#### Description of the task
Only one span of the listing below should come back. It runs from the line with "pub use file::ConfigFile;" through the line with "Option<String>, file_name: Option<String>)", and each of its lines must be reproduced exactly.

_ _ _ _ _ _ _

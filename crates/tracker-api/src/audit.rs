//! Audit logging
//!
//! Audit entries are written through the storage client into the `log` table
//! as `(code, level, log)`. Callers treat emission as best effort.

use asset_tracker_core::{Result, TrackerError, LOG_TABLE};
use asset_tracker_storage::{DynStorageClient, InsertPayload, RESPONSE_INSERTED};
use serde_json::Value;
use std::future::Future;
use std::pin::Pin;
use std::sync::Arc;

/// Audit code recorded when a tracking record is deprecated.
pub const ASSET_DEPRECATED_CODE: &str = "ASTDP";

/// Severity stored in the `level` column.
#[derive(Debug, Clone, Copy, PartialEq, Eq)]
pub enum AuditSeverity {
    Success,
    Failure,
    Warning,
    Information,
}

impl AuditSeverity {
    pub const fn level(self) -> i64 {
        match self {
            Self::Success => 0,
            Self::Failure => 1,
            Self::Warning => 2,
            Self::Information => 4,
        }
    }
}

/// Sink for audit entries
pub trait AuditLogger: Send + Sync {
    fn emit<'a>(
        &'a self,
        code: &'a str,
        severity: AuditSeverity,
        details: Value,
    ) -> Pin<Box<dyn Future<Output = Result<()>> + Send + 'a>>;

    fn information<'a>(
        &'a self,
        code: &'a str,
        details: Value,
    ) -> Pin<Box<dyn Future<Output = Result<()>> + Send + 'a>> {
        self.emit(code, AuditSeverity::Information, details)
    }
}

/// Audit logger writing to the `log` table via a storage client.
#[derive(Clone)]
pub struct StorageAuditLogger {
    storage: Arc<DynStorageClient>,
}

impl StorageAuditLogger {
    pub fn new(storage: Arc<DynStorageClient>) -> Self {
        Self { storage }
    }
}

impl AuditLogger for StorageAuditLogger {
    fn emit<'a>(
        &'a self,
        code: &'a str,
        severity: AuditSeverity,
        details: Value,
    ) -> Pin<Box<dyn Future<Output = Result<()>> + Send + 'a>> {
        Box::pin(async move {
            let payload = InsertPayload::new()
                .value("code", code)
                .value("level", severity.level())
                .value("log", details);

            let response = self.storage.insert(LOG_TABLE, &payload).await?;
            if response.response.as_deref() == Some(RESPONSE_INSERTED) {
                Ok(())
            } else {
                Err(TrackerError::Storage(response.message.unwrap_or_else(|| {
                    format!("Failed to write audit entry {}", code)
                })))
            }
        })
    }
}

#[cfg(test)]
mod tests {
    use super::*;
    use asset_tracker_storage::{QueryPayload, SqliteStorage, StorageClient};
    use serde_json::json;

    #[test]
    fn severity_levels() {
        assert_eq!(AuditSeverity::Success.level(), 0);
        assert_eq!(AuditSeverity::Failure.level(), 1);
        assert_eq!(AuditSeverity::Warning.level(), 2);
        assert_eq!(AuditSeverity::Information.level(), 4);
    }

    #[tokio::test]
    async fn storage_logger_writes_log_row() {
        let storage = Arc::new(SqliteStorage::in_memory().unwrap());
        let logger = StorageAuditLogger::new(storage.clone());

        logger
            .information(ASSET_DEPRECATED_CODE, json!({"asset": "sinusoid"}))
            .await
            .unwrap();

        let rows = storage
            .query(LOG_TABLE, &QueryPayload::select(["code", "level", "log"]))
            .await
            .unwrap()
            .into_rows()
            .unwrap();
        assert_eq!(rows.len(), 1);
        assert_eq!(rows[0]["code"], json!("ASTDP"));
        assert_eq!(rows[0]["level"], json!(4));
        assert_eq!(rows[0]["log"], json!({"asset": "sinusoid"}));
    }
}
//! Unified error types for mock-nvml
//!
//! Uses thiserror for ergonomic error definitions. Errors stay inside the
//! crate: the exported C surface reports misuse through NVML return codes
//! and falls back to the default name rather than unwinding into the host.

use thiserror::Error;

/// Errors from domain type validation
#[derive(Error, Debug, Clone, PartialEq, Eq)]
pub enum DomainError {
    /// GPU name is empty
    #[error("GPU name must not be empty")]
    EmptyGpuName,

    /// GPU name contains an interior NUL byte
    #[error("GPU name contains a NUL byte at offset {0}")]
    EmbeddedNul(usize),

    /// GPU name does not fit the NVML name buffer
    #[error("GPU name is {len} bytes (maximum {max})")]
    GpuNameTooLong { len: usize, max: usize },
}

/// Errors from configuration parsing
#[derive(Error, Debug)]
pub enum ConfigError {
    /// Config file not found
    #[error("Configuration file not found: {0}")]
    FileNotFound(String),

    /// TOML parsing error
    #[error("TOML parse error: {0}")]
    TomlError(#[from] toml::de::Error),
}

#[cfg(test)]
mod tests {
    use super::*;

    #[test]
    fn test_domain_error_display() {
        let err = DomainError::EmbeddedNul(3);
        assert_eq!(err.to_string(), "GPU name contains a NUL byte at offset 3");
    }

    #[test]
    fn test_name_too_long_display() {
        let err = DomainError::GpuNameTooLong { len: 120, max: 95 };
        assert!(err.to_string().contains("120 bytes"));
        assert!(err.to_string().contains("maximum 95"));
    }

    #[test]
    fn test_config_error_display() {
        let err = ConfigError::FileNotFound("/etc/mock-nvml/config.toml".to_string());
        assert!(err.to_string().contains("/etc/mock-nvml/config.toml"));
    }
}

_ _ _ _ _ _ _

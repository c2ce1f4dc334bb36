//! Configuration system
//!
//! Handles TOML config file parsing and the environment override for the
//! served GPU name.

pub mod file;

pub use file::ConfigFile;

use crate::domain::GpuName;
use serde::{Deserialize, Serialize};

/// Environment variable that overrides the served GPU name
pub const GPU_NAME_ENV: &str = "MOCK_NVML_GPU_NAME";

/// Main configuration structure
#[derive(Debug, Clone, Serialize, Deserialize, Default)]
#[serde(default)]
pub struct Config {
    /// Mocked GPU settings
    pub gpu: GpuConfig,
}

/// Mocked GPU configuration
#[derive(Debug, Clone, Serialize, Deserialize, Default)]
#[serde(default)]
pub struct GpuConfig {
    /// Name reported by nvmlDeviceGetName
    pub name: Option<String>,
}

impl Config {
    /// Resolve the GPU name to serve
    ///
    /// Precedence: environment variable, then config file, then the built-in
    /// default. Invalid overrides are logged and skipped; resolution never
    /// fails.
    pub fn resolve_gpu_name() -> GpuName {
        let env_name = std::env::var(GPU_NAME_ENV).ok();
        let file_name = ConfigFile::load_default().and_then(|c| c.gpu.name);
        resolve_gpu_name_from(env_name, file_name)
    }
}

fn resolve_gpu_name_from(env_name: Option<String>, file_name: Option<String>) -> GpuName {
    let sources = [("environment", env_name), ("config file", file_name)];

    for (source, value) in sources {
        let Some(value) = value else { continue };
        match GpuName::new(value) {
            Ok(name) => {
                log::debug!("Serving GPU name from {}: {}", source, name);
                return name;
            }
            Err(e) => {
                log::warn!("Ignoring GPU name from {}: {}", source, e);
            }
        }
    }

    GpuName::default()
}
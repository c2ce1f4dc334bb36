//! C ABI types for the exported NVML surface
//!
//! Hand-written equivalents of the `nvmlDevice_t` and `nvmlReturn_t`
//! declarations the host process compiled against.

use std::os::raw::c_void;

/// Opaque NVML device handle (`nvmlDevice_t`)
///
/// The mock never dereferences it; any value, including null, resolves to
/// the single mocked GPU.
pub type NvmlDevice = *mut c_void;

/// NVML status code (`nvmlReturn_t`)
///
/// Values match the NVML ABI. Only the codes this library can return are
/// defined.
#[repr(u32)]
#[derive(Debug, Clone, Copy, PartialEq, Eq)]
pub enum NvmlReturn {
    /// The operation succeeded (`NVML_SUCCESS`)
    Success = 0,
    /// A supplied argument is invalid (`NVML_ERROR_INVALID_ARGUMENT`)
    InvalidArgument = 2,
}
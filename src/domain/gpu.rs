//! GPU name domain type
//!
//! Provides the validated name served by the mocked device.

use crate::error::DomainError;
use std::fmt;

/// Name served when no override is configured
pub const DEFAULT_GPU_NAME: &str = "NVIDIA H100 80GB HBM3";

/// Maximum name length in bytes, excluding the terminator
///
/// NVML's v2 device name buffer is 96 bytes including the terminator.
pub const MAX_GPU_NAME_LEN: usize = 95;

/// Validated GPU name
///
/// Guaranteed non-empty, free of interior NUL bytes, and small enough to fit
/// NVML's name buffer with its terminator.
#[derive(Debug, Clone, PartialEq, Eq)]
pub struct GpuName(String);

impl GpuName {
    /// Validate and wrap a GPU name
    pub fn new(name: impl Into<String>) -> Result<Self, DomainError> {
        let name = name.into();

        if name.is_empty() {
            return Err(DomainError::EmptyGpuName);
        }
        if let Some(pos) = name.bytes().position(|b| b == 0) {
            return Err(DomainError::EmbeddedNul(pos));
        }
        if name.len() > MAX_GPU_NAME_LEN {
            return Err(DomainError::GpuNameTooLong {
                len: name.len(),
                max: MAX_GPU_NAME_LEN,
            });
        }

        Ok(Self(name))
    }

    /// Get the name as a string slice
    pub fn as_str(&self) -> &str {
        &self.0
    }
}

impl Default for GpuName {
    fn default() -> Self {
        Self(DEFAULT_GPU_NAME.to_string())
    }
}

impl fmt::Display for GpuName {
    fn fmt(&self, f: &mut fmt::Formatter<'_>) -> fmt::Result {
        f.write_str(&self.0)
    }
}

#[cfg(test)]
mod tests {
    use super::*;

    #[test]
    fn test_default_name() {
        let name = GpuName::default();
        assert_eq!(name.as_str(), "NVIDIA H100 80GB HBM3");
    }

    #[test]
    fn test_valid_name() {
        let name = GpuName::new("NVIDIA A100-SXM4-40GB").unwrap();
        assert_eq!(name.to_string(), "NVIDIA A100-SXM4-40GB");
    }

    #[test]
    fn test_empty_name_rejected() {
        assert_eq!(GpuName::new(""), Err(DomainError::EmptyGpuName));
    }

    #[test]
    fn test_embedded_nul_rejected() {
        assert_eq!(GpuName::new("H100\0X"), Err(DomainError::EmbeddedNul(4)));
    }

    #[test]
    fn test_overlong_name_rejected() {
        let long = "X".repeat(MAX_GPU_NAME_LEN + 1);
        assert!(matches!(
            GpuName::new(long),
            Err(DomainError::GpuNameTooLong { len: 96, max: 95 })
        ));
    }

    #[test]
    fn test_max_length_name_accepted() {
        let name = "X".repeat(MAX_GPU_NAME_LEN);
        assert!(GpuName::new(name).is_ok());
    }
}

_ _ _ _ _ _ _

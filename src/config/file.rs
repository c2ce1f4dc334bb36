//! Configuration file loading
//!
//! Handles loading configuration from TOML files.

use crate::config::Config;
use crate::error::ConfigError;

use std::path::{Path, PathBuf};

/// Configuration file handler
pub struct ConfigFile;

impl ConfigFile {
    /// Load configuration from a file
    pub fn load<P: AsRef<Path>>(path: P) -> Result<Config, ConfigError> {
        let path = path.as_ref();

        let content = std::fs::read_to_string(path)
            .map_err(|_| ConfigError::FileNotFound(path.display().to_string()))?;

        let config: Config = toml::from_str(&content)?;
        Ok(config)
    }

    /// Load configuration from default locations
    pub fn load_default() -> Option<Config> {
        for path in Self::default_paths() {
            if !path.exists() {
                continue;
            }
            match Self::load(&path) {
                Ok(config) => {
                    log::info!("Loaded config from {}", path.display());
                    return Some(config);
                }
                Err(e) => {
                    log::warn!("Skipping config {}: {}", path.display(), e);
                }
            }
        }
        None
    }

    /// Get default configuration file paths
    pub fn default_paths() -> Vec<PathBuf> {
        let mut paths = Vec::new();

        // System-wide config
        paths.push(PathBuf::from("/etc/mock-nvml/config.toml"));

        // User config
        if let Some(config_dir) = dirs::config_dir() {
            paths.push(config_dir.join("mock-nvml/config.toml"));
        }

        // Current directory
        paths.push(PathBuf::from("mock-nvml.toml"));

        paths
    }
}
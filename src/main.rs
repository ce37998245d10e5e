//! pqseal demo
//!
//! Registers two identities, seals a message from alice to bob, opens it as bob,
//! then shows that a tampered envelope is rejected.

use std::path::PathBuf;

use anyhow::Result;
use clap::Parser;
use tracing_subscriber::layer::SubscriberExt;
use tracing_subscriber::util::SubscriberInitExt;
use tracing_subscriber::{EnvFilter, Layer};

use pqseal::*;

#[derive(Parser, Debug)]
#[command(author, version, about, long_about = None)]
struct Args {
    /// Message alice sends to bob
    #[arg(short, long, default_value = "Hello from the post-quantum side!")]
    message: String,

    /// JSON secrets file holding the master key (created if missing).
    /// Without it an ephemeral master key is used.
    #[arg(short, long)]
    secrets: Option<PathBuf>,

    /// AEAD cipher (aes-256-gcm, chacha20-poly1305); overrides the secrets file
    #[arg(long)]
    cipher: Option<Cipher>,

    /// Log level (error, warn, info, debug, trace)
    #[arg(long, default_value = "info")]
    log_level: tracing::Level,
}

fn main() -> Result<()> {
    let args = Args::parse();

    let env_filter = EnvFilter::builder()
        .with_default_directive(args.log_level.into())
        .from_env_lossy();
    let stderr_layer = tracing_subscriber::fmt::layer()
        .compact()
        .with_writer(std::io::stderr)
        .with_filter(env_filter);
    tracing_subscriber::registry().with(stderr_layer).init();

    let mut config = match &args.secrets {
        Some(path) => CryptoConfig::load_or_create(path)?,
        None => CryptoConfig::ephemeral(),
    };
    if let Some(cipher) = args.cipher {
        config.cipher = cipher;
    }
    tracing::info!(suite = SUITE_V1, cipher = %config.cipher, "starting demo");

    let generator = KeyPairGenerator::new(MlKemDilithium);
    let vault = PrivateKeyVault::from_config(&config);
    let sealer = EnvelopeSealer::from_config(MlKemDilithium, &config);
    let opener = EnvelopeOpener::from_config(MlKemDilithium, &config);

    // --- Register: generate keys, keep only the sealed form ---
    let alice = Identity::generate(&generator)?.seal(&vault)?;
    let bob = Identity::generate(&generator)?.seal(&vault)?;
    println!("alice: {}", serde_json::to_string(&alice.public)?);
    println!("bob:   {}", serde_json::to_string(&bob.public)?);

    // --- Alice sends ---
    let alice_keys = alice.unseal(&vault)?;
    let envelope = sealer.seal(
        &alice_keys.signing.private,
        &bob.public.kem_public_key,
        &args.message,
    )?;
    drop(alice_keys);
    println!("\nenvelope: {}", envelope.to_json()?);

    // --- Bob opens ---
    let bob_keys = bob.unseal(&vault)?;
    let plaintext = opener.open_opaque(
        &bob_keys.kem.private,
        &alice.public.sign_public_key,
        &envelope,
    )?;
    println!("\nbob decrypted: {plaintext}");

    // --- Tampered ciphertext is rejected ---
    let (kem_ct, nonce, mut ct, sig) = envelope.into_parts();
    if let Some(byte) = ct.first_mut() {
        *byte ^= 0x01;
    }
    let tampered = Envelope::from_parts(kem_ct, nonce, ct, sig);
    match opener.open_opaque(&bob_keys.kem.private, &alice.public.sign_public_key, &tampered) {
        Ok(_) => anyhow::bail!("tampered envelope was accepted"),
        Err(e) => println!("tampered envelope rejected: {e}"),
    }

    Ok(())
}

_ _ _ _ _ _ _

#### Result for this exercise
pub use file::ConfigFile;

use crate::domain::GpuName;
use serde::{Deserialize, Serialize};

/// Environment variable that overrides the served GPU name
pub const GPU_NAME_ENV: &str = "MOCK_NVML_GPU_NAME";

/// Main configuration structure
#[derive(Debug, Clone, Serialize, Deserialize, Default)]
#[serde(default)]
pub struct Config {
    /// Mocked GPU settings
    pub gpu: GpuConfig,
}

/// Mocked GPU configuration
#[derive(Debug, Clone, Serialize, Deserialize, Default)]
#[serde(default)]
pub struct GpuConfig {
    /// Name reported by nvmlDeviceGetName
    pub name: Option<String>,
}

impl Config {
    /// Resolve the GPU name to serve
    ///
    /// Precedence: environment variable, then config file, then the built-in
    /// default. Invalid overrides are logged and skipped; resolution never
    /// fails.
    pub fn resolve_gpu_name() -> GpuName {
        let env_name = std::env::var(GPU_NAME_ENV).ok();
        let file_name = ConfigFile::load_default().and_then(|c| c.gpu.name);
        resolve_gpu_name_from(env_name, file_name)
    }
}

fn resolve_gpu_name_from(env_name: Option<String>, file_name: Option<String>) -> GpuName {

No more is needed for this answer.